* Your task:
What lines in the data below mention the string "Parser"? Copy them out.

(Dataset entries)
──────

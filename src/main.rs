use std::{error::Error, path::PathBuf, sync::Arc};

use chrono::NaiveDate;
use clap::{Parser, Subcommand};
use colored::Colorize;
use tracing_subscriber::EnvFilter;

use rebalance_gym::{
    agent::{run_episode, EpisodeSummary, PolicyKind},
    constants::{files, portfolio::INITIAL_INVESTMENT, END_DATE, START_DATE, TICKERS},
    data::{
        historical::{get_stocks, load_price_table, save_price_table},
        synthetic,
    },
    env::RewardKind,
    EnvConfig, TradingEnv,
};

#[derive(Parser)]
#[command(name = "rebalance_gym")]
#[command(about = "Weekly portfolio rebalancing environment", long_about = None)]
struct Cli {
    #[command(subcommand)]
    command: Option<Commands>,
}

#[derive(Subcommand)]
enum Commands {
    /// Write a seeded synthetic price table
    Generate {
        #[arg(short, long, value_delimiter = ',', default_values = TICKERS)]
        tickers: Vec<String>,

        #[arg(long, default_value = START_DATE)]
        start: NaiveDate,

        #[arg(long, default_value = END_DATE)]
        end: NaiveDate,

        #[arg(long, default_value_t = 0)]
        seed: u64,

        #[arg(short, long, default_value = files::PRICES_FILE)]
        out: PathBuf,
    },
    /// Run episodes of the environment with a baseline policy
    Simulate {
        /// Price table to use instead of the cached one
        #[arg(short, long)]
        prices: Option<PathBuf>,

        #[arg(short, long, value_delimiter = ',', default_values = TICKERS)]
        tickers: Vec<String>,

        #[arg(long, default_value = START_DATE)]
        start: NaiveDate,

        #[arg(long, default_value = END_DATE)]
        end: NaiveDate,

        /// Initial weights aligned with the tickers, equal weights if omitted
        #[arg(short, long, value_delimiter = ',')]
        weights: Option<Vec<f64>>,

        #[arg(short, long, default_value_t = INITIAL_INVESTMENT)]
        investment: f64,

        #[arg(short, long, default_value_t = 1)]
        episodes: usize,

        #[arg(long, value_enum, default_value_t = PolicyKind::Random)]
        policy: PolicyKind,

        #[arg(long, value_enum, default_value_t = RewardKind::PortfolioValue)]
        reward: RewardKind,

        #[arg(long, default_value_t = 0)]
        seed: u64,
    },
}

fn main() -> Result<(), Box<dyn Error>> {
    tracing_subscriber::fmt()
        .with_env_filter(EnvFilter::from_default_env())
        .init();

    println!("{}", "Start".green());

    let cli = Cli::parse();

    match cli.command {
        Some(Commands::Generate {
            tickers,
            start,
            end,
            seed,
            out,
        }) => {
            let table = synthetic::random_walk(&tickers, start, end, seed)?;
            save_price_table(&out, &table)?;
            println!(
                "Wrote {} trading days for {:?} to {}",
                table.len(),
                table.tickers(),
                out.display()
            );
        }
        Some(Commands::Simulate {
            prices,
            tickers,
            start,
            end,
            weights,
            investment,
            episodes,
            policy,
            reward,
            seed,
        }) => {
            let table = match prices {
                Some(path) => load_price_table(path)?.select(&tickers, start, end)?,
                None => get_stocks(&tickers, start, end, seed)?,
            };

            let config = match weights {
                Some(weights) => EnvConfig::new(tickers, weights, investment),
                None => EnvConfig::equal_weights(tickers, investment),
            }
            .with_reward(reward);

            simulate(TradingEnv::new(Arc::new(table), config)?, episodes, policy, seed)?;
        }
        None => {
            let tickers: Vec<String> = TICKERS.iter().map(|ticker| ticker.to_string()).collect();
            let start = START_DATE.parse()?;
            let end = END_DATE.parse()?;
            let table = get_stocks(&tickers, start, end, 0)?;
            let config = EnvConfig::equal_weights(tickers, INITIAL_INVESTMENT);

            simulate(TradingEnv::new(Arc::new(table), config)?, 1, PolicyKind::Random, 0)?;
        }
    }

    println!("{}", "End".green());
    Ok(())
}

fn simulate(
    mut env: TradingEnv,
    episodes: usize,
    policy: PolicyKind,
    seed: u64,
) -> Result<(), Box<dyn Error>> {
    println!(
        "{:?} from {} to {} with a {:?} policy",
        env.tickers(),
        env.start_date(),
        env.end_date(),
        policy
    );

    for episode in 0..episodes {
        let episode_seed = seed.wrapping_add(episode as u64);
        let mut agent = policy.build(episode_seed);
        let summary = run_episode(&mut env, agent.as_mut(), Some(episode_seed))?;
        print_summary(episode, &summary);
    }

    Ok(())
}

fn print_summary(episode: usize, summary: &EpisodeSummary) {
    let return_pct = summary.return_pct();
    let return_str = if return_pct >= 0.0 {
        format!("{:.2}%", return_pct).green()
    } else {
        format!("{:.2}%", return_pct).red()
    };

    println!(
        "{} {} - Final value: {} ({}) after {} steps",
        "Episode".bright_blue(),
        episode.to_string().bright_blue().bold(),
        format!("${:.2}", summary.final_value).bright_white().bold(),
        return_str,
        summary.steps,
    );
}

──────

* Exercise response:
use clap::{Parser, Subcommand};
#[derive(Parser)]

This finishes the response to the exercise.